Darin also pointed out another instance of Hierarchical Index proposed via the RAPTOR: Recursive Abstractive Processing for Tree-Organized Retrieval and described in detail by the authors in this LlamaIndex webinar. This is a bit more radical than my idea of using semantic chunking to cluster consecutive chunks, in that it allows clustering of chunks across the entire corpus. One other significant difference is that it allows for soft-clustering, meaning a chunk can be a member of more than one chunk. They first reduce the dimensionality of the vector space using UMAP (Uniform Manifold Approximation and Projection) and then apply Gaussian Mixture Model (GMM) to do the soft clustering. To find the optimum number of clusters K
for the GMM, one can use a combination of AIC (Aikake Information Criterion) and BIC (Bayesian Information Criterion).

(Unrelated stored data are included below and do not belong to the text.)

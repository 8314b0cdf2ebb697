mod catalog;
mod engine;
mod filter;
mod lookup;
mod options;
mod ranker;
pub mod subscore;

pub use catalog::*;
pub use engine::*;
pub use filter::*;
pub use lookup::*;
pub use options::*;
pub use ranker::*;
#[derive(Debug, thiserror::Error)]
pub enum Error {
    #[error("{0}")]
    Validate(#[from] validator::ValidationErrors),

    #[error("recipe {0} not found")]
    NotFound(String),

    #[error("{0}")]
    Invalid(String),
}

pub type Result<T> = std::result::Result<T, Error>;

#[macro_export]
macro_rules! bail {
    ($msg:literal $(,)?) => {
        return Err($crate::Error::Invalid(format!($msg)))
    };
    ($err:expr $(,)?) => {
        return Err($crate::Error::Invalid(format!($err)))
    };
    ($fmt:expr, $($arg:tt)*) => {
        return Err($crate::Error::Invalid(format!($fmt, $($arg)*)))
    };
}
use std::collections::HashMap;

use pantrymatch_shared::Result;
use pantrymatch_shared::normalize;
use pantrymatch_shared::pantry::PantryItem;
use pantrymatch_shared::profile::UserProfile;
use pantrymatch_shared::recipe::{Recipe, RecipeIngredient};
use serde::Serialize;

use crate::catalog::SubstitutionCatalog;
use crate::options::{ScoreWeights, ScoringOptions};
use crate::subscore;

/// A recipe ingredient covered by a catalog substitute found in the pantry.
#[derive(Clone, Debug, PartialEq, Serialize)]
pub struct Substitution {
    pub ingredient: RecipeIngredient,
    pub substitute: String,
}

/// Every recipe ingredient lands in exactly one of the three buckets.
#[derive(Clone, Debug, Default, PartialEq, Serialize)]
pub struct IngredientMatch {
    pub available: Vec<RecipeIngredient>,
    pub substitutable: Vec<Substitution>,
    pub missing: Vec<RecipeIngredient>,
}

/// Rounded sub-scores, each in 0..=100.
#[derive(Clone, Copy, Debug, Default, PartialEq, Eq, Serialize)]
pub struct ScoreBreakdown {
    pub availability: u8,
    pub substitution: u8,
    pub dietary: u8,
    pub time: u8,
    pub cookware: u8,
    pub skill: u8,
    pub nutrition: u8,
    pub cost: u8,
}

#[derive(Clone, Debug, PartialEq, Serialize)]
pub struct MatchScore {
    pub recipe_id: String,
    pub total_score: u8,
    pub breakdown: ScoreBreakdown,
    pub available_ingredients: Vec<RecipeIngredient>,
    pub missing_ingredients: Vec<RecipeIngredient>,
    pub substitutable_ingredients: Vec<Substitution>,
}

/// Unrounded sub-scores, combined before any rounding happens.
#[derive(Clone, Copy, Debug)]
struct SubScores {
    availability: f64,
    substitution: f64,
    dietary: f64,
    time: f64,
    cookware: f64,
    skill: f64,
    nutrition: f64,
    cost: f64,
}

impl SubScores {
    fn weighted_total(&self, weights: &ScoreWeights) -> f64 {
        self.availability * weights.availability
            + self.substitution * weights.substitution
            + self.dietary * weights.dietary
            + self.time * weights.time
            + self.cookware * weights.cookware
            + self.skill * weights.skill
            + self.nutrition * weights.nutrition
            + self.cost * weights.cost
    }

    fn rounded(&self) -> ScoreBreakdown {
        ScoreBreakdown {
            availability: round_score(self.availability),
            substitution: round_score(self.substitution),
            dietary: round_score(self.dietary),
            time: round_score(self.time),
            cookware: round_score(self.cookware),
            skill: round_score(self.skill),
            nutrition: round_score(self.nutrition),
            cost: round_score(self.cost),
        }
    }
}

fn round_score(value: f64) -> u8 {
    value.round().clamp(0.0, 100.0) as u8
}

/// Scores recipes against a pantry snapshot and a user profile.
///
/// The engine holds no mutable state: scoring the same inputs twice yields the
/// same [`MatchScore`], and independent calls can run in any order.
#[derive(Clone, Debug)]
pub struct ScoringEngine<'a> {
    catalog: &'a SubstitutionCatalog,
    options: ScoringOptions,
}

impl Default for ScoringEngine<'static> {
    fn default() -> Self {
        Self::new(SubstitutionCatalog::builtin())
    }
}

impl<'a> ScoringEngine<'a> {
    pub fn new(catalog: &'a SubstitutionCatalog) -> Self {
        Self {
            catalog,
            options: ScoringOptions::default(),
        }
    }

    pub fn with_options(catalog: &'a SubstitutionCatalog, options: ScoringOptions) -> Result<Self> {
        options.validate()?;

        Ok(Self { catalog, options })
    }

    /// Splits the recipe ingredients into available, substitutable and missing.
    ///
    /// An ingredient is available when the pantry holds at least the required
    /// quantity under the same name. Otherwise the catalog candidates are tried
    /// in order and the first one with enough stock wins. Units are not
    /// converted, only the raw quantities are compared.
    pub fn classify(&self, recipe: &Recipe, pantry: &[PantryItem]) -> IngredientMatch {
        let stock: HashMap<String, &PantryItem> = pantry
            .iter()
            .map(|item| (normalize(&item.name), item))
            .collect();

        let has_enough = |name: &str, required: f64| {
            stock
                .get(name)
                .is_some_and(|item| item.available_quantity() >= required)
        };

        let mut result = IngredientMatch::default();

        for ingredient in &recipe.ingredients {
            let name = normalize(&ingredient.name);

            if has_enough(name.as_str(), ingredient.quantity) {
                result.available.push(ingredient.clone());
                continue;
            }

            let substitute = self
                .catalog
                .substitutes(&name)
                .iter()
                .find(|candidate| has_enough(candidate.as_str(), ingredient.quantity));

            match substitute {
                Some(substitute) => {
                    tracing::trace!(ingredient = %name, %substitute, "using substitute");
                    result.substitutable.push(Substitution {
                        ingredient: ingredient.clone(),
                        substitute: substitute.clone(),
                    });
                }
                None => result.missing.push(ingredient.clone()),
            }
        }

        result
    }

    pub fn score(
        &self,
        recipe: &Recipe,
        pantry: &[PantryItem],
        profile: &UserProfile,
        time_budget: u32,
    ) -> MatchScore {
        let ingredients = self.classify(recipe, pantry);
        let total = recipe.ingredients.len();

        let sub_scores = SubScores {
            availability: subscore::coverage(ingredients.available.len(), total),
            substitution: subscore::coverage(ingredients.substitutable.len(), total),
            dietary: subscore::dietary(recipe, profile),
            time: subscore::time(recipe.time_total, time_budget),
            cookware: subscore::cookware(&recipe.cookware_required, &profile.cookware),
            skill: subscore::skill(recipe.skill_required, profile.skill_level),
            nutrition: subscore::nutrition(
                &recipe.nutrition,
                &profile.macro_goals,
                self.options.meals_per_day,
            ),
            cost: subscore::cost(ingredients.missing.len()),
        };

        let total_score = round_score(sub_scores.weighted_total(&self.options.weights));

        tracing::debug!(recipe_id = %recipe.id, total_score, "scored recipe");

        MatchScore {
            recipe_id: recipe.id.clone(),
            total_score,
            breakdown: sub_scores.rounded(),
            available_ingredients: ingredients.available,
            missing_ingredients: ingredients.missing,
            substitutable_ingredients: ingredients.substitutable,
        }
    }
}

/// Scores one recipe with the builtin catalog and default weights.
pub fn score(
    recipe: &Recipe,
    pantry: &[PantryItem],
    profile: &UserProfile,
    time_budget: u32,
) -> MatchScore {
    ScoringEngine::default().score(recipe, pantry, profile, time_budget)
}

In my case, when training the GMM, the AIC kept decreasing as the number of clusters increased, and the BIC had its minimum value for K=10
, which corresponds roughly to the 12 chapters in my Snowflake book (my test corpus). But there was a lot of overlap, which would force me to implement some sort of logic to take advantage of the soft clustering, which I didn't want to do, since I wanted to reuse code from my earlier Semantic Chunking node builder component. Ultimately, I settled on 90 clusters by using my original intuition to compute K
, and the resulting clusters seem reasonably well separated as seen below.
Using the results of the clustering, I built this also as another custom LlamaIndex TransformComponent
for hierarchical indexing. This implementation differs from the previous one only in the way it assigns nodes to clusters, all other details with respect to text summarization and metadata merging are identical.
For both these indexes, we have a choice to maintain the index as hierarchical, and decide which layer(s) to query based on the question, or add the summary nodes into the same level as the other chunks, and let vector similarity surface them when queries deal with cross-cutting issues that may be found together in these nodes. The RAPTOR paper reports that they don't see a significant gain using the first approach over the second. Because my query functionality is LangChain based, my approach has been to generate the nodes and then reformat them into LangChain Document
objects and use LCEL to query the index and generate answers, so I haven't looked into querying from a hierarchical index at all.
Looking back on this work, I am reminded of similar choices when designing traditional search pipelines. Often there is a choice between building functionality into the index to support a cheaper query implementation, or building the logic into the query pipeline that may be more expensive but also more flexible. I think LlamaIndex started with the first approach (as evidenced by their blog posts Chunking Strategies for Large Language Models Part I and Evaluating Ideal Chunk Sizes for RAG Systems using LlamaIndex) while LangChain started with the second, even though nowadays there is a lot of convergence between the two frameworks.